Le lettera infatti non era destinata ad essere diffusa. Nasceva come comunicazione interna per fornire alla direzione un circostanziato resoconto delle difficoltà in cui i medici si trovano a operare per le carenze di organico. Finché era chiusa in un cassetto non disturbava nessuno. Lo prova il fatto che il direttore Stocco, prima della pubblicazione, era stato interpellato proprio per parlare dei problemi dell’area critica: pur ammettendo le difficoltà, nell’intervista non ha fatto cenno al documento, sebbene fosse stato trasmesso (e protocollato) il giorno prima. Solo quando è diventato di pubblico dominio, la temperatura nei corridoi del San Paolo e San Carlo si è fatta rovente. I primari dei reparti emergenza e rianimazione Francesca Cortellaro e Stefano Muttini sono stati convocati d’urgenza per chiarimenti e in serata hanno preso posizione dissociandosi pubblicamente dai colleghi. Su Repubblica, la Cortellaro ha poi parlato di “lettera vergognosa”, bollando come “falso” quello che hanno scritto i colleghi: “al Pronto soccorso non sono mai state negate cure necessarie a salvare pazienti Covid”. Insomma, i medici avrebbero mentito. Ma non erano uno o cinque: erano cinquanta.
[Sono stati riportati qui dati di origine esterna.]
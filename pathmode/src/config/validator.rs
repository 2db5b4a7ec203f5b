//! Configuration validation.
//!
//! This module validates the values that end up in a conversion context or
//! detection settings, so that detection and conversion themselves never
//! have to fail.

use crate::config::schema::Config;
use crate::error::{Error, Result};
use crate::path::syntax::trim_root;

/// Validates configuration values.
///
/// # Examples
///
/// ```
/// use pathmode::config::{Config, ConfigValidator};
///
/// let config = Config::with_defaults();
/// ConfigValidator::validate(&config).unwrap();
/// ```
pub struct ConfigValidator;

impl ConfigValidator {
    /// Validate a complete configuration.
    ///
    /// Unset fields are not checked; their defaults are valid.
    ///
    /// # Errors
    ///
    /// Returns the first validation error found.
    pub fn validate(config: &Config) -> Result<()> {
        if let Some(ref root) = config.container_project_root {
            Self::validate_container_root("container_project_root", root)?;
        }

        if let Some(ref root) = config.container_workspace_root {
            Self::validate_container_root("container_workspace_root", root)?;
        }

        let project = trim_root(config.effective_container_project_root());
        let workspace = trim_root(config.effective_container_workspace_root());
        if project == workspace {
            return Err(Error::Validation {
                field: "container_workspace_root".into(),
                message: format!("Must differ from container_project_root ({project})"),
            });
        }

        if let Some(ref root) = config.host_workspace_root {
            if root.trim().is_empty() {
                return Err(Error::Validation {
                    field: "host_workspace_root".into(),
                    message: "Cannot be empty or only whitespace".into(),
                });
            }
        }

        if let Some(ref anchors) = config.project_anchors {
            for anchor in anchors {
                Self::validate_anchor(anchor)?;
            }
        }

        if let Some(ref app_root) = config.app_root {
            if !app_root.starts_with('/') {
                return Err(Error::Validation {
                    field: "app_root".into(),
                    message: format!("Must be an absolute path, got '{app_root}'"),
                });
            }
        }

        Ok(())
    }

    /// Container roots are absolute POSIX paths other than `/`.
    fn validate_container_root(field: &str, value: &str) -> Result<()> {
        if !value.starts_with('/') {
            return Err(Error::Validation {
                field: field.into(),
                message: format!("Must be an absolute POSIX path, got '{value}'"),
            });
        }

        if value.contains('\\') {
            return Err(Error::Validation {
                field: field.into(),
                message: "Must use '/' separators".into(),
            });
        }

        if trim_root(value) == "/" {
            return Err(Error::Validation {
                field: field.into(),
                message: "Cannot be the filesystem root".into(),
            });
        }

        Ok(())
    }

    /// Anchors are single, non-empty path segments.
    fn validate_anchor(value: &str) -> Result<()> {
        if value.trim().is_empty() {
            return Err(Error::Validation {
                field: "project_anchors".into(),
                message: "Anchors cannot be empty or only whitespace".into(),
            });
        }

        if value.contains(['/', '\\']) {
            return Err(Error::Validation {
                field: "project_anchors".into(),
                message: format!("Anchor '{value}' must be a single path segment"),
            });
        }

        Ok(())
    }
}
E tutti operativi nell’area critica. A quel punto anche i piani alti dell’Asst hanno dovuto fare i conti con quel documento, che non è stato presa come una legittima richiesta di aiuto e confronto con la direzione, ma come un gesto sconsiderato e irresponsabile che mette in cattiva luce gli ospedali e la loro direzione perché può insinuare nei pazienti e nei loro congiunti il dubbio sulle cure ricevute.
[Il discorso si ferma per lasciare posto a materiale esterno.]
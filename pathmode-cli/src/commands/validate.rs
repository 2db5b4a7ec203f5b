//! Command to validate a pathmode configuration file.

use crate::error::CliError;
use crate::utils::GlobalOptions;
use clap::Args;
use pathmode::config::{ConfigLoader, ConfigValidator};
use std::path::PathBuf;

/// Validate a pathmode configuration file.
#[derive(Args)]
pub struct ValidateCommand {
    /// Configuration file to validate
    #[arg(value_name = "CONFIG_PATH")]
    pub config_path: PathBuf,
}

impl ValidateCommand {
    pub fn execute(self, _global: &GlobalOptions) -> Result<(), CliError> {
        if !self.config_path.exists() {
            return Err(CliError::InvalidArguments(format!(
                "File not found: {}",
                self.config_path.display()
            )));
        }

        let config = match ConfigLoader::load_file(&self.config_path) {
            Ok(c) => c,
            Err(pathmode::Error::Io(e)) => return Err(CliError::Io(e)),
            Err(e) => {
                eprintln!("Parse error: {e}");
                return Err(CliError::SemanticFailure(
                    "Configuration file is invalid".to_string(),
                ));
            }
        };

        match ConfigValidator::validate(&config) {
            Ok(()) => {
                println!("Configuration is valid");
                Ok(())
            }
            Err(e) => {
                eprintln!("Validation error: {e}");
                Err(CliError::SemanticFailure(
                    "Configuration validation failed".to_string(),
                ))
            }
        }
    }
}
Se la lettera che scotta internamente viene trattata con piglio quasi militare, all’esterno è diventata un caso politico, sia per il clamore della denuncia che per il particolare momento che vede Fontana e la maggioranza in Regione impegnati da tempo a rivendicare la zona arancione per la Lombardia, anche sulla base della diminuzione della pressione negli ospedali negli ultimi giorni. La lettera racconta però cosa succedeva al loro interno, e l’opposizione attacca.
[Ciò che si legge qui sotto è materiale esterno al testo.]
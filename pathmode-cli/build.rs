//! Build script for pathmode-cli.
//!
//! Generates the `pathmode.1` man page into OUT_DIR with clap_mangen.
//! Build scripts cannot depend on the crate being built, so the command
//! tree is declared here by hand.

use clap::{Arg, Command};
use clap_mangen::Man;
use std::fs;
use std::path::PathBuf;

/// Build the CLI command structure for man page generation.
///
/// Keep in sync with src/cli.rs.
fn build_cli() -> Command {
    Command::new("pathmode")
        .version(env!("CARGO_PKG_VERSION"))
        .about("Detect container mode and convert host paths")
        .long_about(
            "Detect whether the process runs in a container or on the host, and translate \
             host paths into the container's namespace",
        )
        .arg(
            Arg::new("verbose")
                .long("verbose")
                .help("Enable verbose output")
                .global(true)
                .action(clap::ArgAction::SetTrue),
        )
        .arg(
            Arg::new("quiet")
                .long("quiet")
                .help("Suppress non-essential output")
                .global(true)
                .action(clap::ArgAction::SetTrue),
        )
        .arg(
            Arg::new("data-dir")
                .long("data-dir")
                .help("Override the data directory holding the user configuration")
                .value_name("PATH")
                .global(true)
                .env("PATHMODE_DATA_DIR"),
        )
        .arg(
            Arg::new("mode")
                .long("mode")
                .help("Force the execution mode instead of detecting it")
                .value_name("MODE")
                .value_parser(["auto", "docker", "local"])
                .global(true),
        )
        .arg(
            Arg::new("debug")
                .long("debug")
                .help("Record detection evidence and log conversion fallbacks")
                .global(true)
                .action(clap::ArgAction::SetTrue),
        )
        .subcommands(vec![
            Command::new("mode")
                .about("Show the detected execution mode")
                .long_about("Report whether the process runs on the host or in a container"),
            Command::new("convert")
                .about("Convert paths into the active mode's namespace")
                .long_about("Rewrite Windows, UNC, WSL, and POSIX host paths to container paths"),
            Command::new("classify")
                .about("Classify paths by syntax")
                .long_about("Report whether each path is Windows, UNC, WSL, POSIX, or relative"),
            Command::new("platform")
                .about("Show platform information")
                .long_about("Display the operating system and whether it runs under WSL"),
            Command::new("show-config")
                .about("Show the effective configuration")
                .long_about("Print the configuration after files and environment are merged"),
            Command::new("validate")
                .about("Validate a configuration file")
                .long_about("Check a pathmode configuration file for errors"),
            Command::new("completions")
                .about("Generate shell completion scripts")
                .long_about("Generate shell completion scripts for bash, zsh, fish, or PowerShell"),
        ])
}

fn main() {
    let out_dir = PathBuf::from(std::env::var("OUT_DIR").unwrap());
    let man_dir = out_dir.join("man");
    fs::create_dir_all(&man_dir).unwrap();

    let man = Man::new(build_cli());
    let mut buffer = Vec::new();
    man.render(&mut buffer).unwrap();

    fs::write(man_dir.join("pathmode.1"), buffer).unwrap();

    println!("cargo:rerun-if-changed=src/cli.rs");
    println!("cargo:rerun-if-changed=src/commands/");
}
“Mentre Fontana si lamenta e parla di zona arancione, i suoi medici dagli Ospedali San Carlo e San Paolo scrivono una lettera che è un pugno nello stomaco”, dichiara il consigliere regionale Pietro Bussolati (Pd). “Fatti gravissimi che in questi mesi abbiamo denunciato con interrogazioni ed evidenziando la situazione, con forza e senza sosta, ricevendo risposte elusive e arroganti (anche dalla dirigenza sanitaria)”. L’auspicio è che “la direzione dell’ospedale prenda coscienza costruttivamente di queste grida per cercare di risolvere i problemi, e non intraprenda invece l’ennesima caccia alle streghe nei confronti di chi lotta giorno e notte in prima linea”. Rincara la dose il vicepresidente del Consiglio regionale Carlo Borghetti: “E’ comunque certo che quei medici hanno bisogno d’aiuto, così come tutti quelli in trincea negli altri ospedali dell’area metropolitana, e non vorremmo proprio che la Regione pensasse solo al reparto in Fiera”

Si muovono anche i Cinque Stelle. “Ho letto gli estratti della lettera, denuncia cose gravissime. Stavo giusto scrivendo una lettera al presidente della Commissione Covid perché su questa vicenda, gravissima, deve fare luce fino in fondo e senza condizionamenti”, dice il consigliere M5S Gregorio Mammì. “Una notizia del genere deve essere approfondita in quella sede, che è anche un modo per confrontare le diverse versioni dando ai medici che hanno ritenuto di segnalare le inefficienze una sede opportuna per dettagliarle e la copertura per farlo senza condizionamenti o rappresaglie. Ma posso dire che anche solo un richiamo scritto sarebbe inaccettabile”.